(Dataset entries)
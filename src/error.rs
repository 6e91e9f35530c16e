use std::error::Error as StdError;
use std::fmt;

use thiserror::Error;

/// A single benchmark that did not complete.
#[derive(Debug)]
pub struct BenchFailure {
    pub name: &'static str,
    pub error: BenchError,
}

impl fmt::Display for BenchFailure {
    fn fmt(&self, f: &mut fmt::Formatter<'_>) -> fmt::Result {
        write!(f, "\"{}\": {}", self.name, self.error)
    }
}

#[derive(Debug, Error)]
pub enum BenchError {
    #[error("Postgres error: {}", with_causes(.0))]
    PostgresError(#[from] tokio_postgres::Error),

    #[error("Pool error: {}", with_causes(.0))]
    PoolError(#[from] deadpool_postgres::PoolError),

    #[error("Failed to create Postgres pool: {0}")]
    CreatePool(#[from] deadpool_postgres::CreatePoolError),

    #[error("Configuration error: {0}")]
    ConfigError(String),

    #[error("Scan error: {0}")]
    ScanError(String),

    #[error("Query returned no rows")]
    NoRows,

    #[error("Parameter encoding error: {0}")]
    EncodeError(String),

    #[error("Mock expectation error: {0}")]
    MockError(String),

    #[error("{} benchmark(s) failed: {}", .0.len(), join_failures(.0))]
    Benchmarks(Vec<BenchFailure>),

    #[error("Other error: {0}")]
    Other(String),
}

/// Display an error followed by every cause it wraps. The driver prints only `db error`
/// at the top level; the server's message is in the source chain.
fn with_causes(err: &dyn StdError) -> String {
    let mut message = err.to_string();
    let mut source = err.source();
    while let Some(cause) = source {
        let text = cause.to_string();
        if !message.contains(&text) {
            message.push_str(": ");
            message.push_str(&text);
        }
        source = cause.source();
    }
    message
}

fn join_failures(failures: &[BenchFailure]) -> String {
    failures
        .iter()
        .map(ToString::to_string)
        .collect::<Vec<_>>()
        .join("; ")
}

impl BenchError {
    /// Failures carried by a joined runner error; empty for every other variant.
    #[must_use]
    pub fn failures(&self) -> &[BenchFailure] {
        match self {
            BenchError::Benchmarks(failures) => failures,
            _ => &[],
        }
    }
}

#[cfg(test)]
mod tests {
    use super::*;

    #[test]
    fn joined_error_lists_each_failure() {
        let err = BenchError::Benchmarks(vec![
            BenchFailure {
                name: "Insert row by row",
                error: BenchError::Other("boom".to_string()),
            },
            BenchFailure {
                name: "Insert using copy",
                error: BenchError::NoRows,
            },
        ]);
        assert_eq!(
            err.to_string(),
            "2 benchmark(s) failed: \"Insert row by row\": Other error: boom; \
             \"Insert using copy\": Query returned no rows"
        );
        assert_eq!(err.failures().len(), 2);
        assert!(BenchError::NoRows.failures().is_empty());
    }

    #[derive(Debug)]
    struct Layer {
        text: &'static str,
        cause: Option<Box<Layer>>,
    }

    impl fmt::Display for Layer {
        fn fmt(&self, f: &mut fmt::Formatter<'_>) -> fmt::Result {
            f.write_str(self.text)
        }
    }

    impl StdError for Layer {
        fn source(&self) -> Option<&(dyn StdError + 'static)> {
            self.cause.as_deref().map(|c| c as &(dyn StdError + 'static))
        }
    }

    #[test]
    fn causes_are_appended_once() {
        let err = Layer {
            text: "db error",
            cause: Some(Box::new(Layer {
                text: "ERROR: division by zero",
                cause: None,
            })),
        };
        assert_eq!(with_causes(&err), "db error: ERROR: division by zero");

        let repeated = Layer {
            text: "db error: ERROR: relation \"nope\" does not exist",
            cause: Some(Box::new(Layer {
                text: "ERROR: relation \"nope\" does not exist",
                cause: None,
            })),
        };
        assert_eq!(
            with_causes(&repeated),
            "db error: ERROR: relation \"nope\" does not exist"
        );
    }
}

## What the task requires
In these entries, some lines may contain the string "using". Give the number of such lines and nothing more.

## Answer to the exercise
2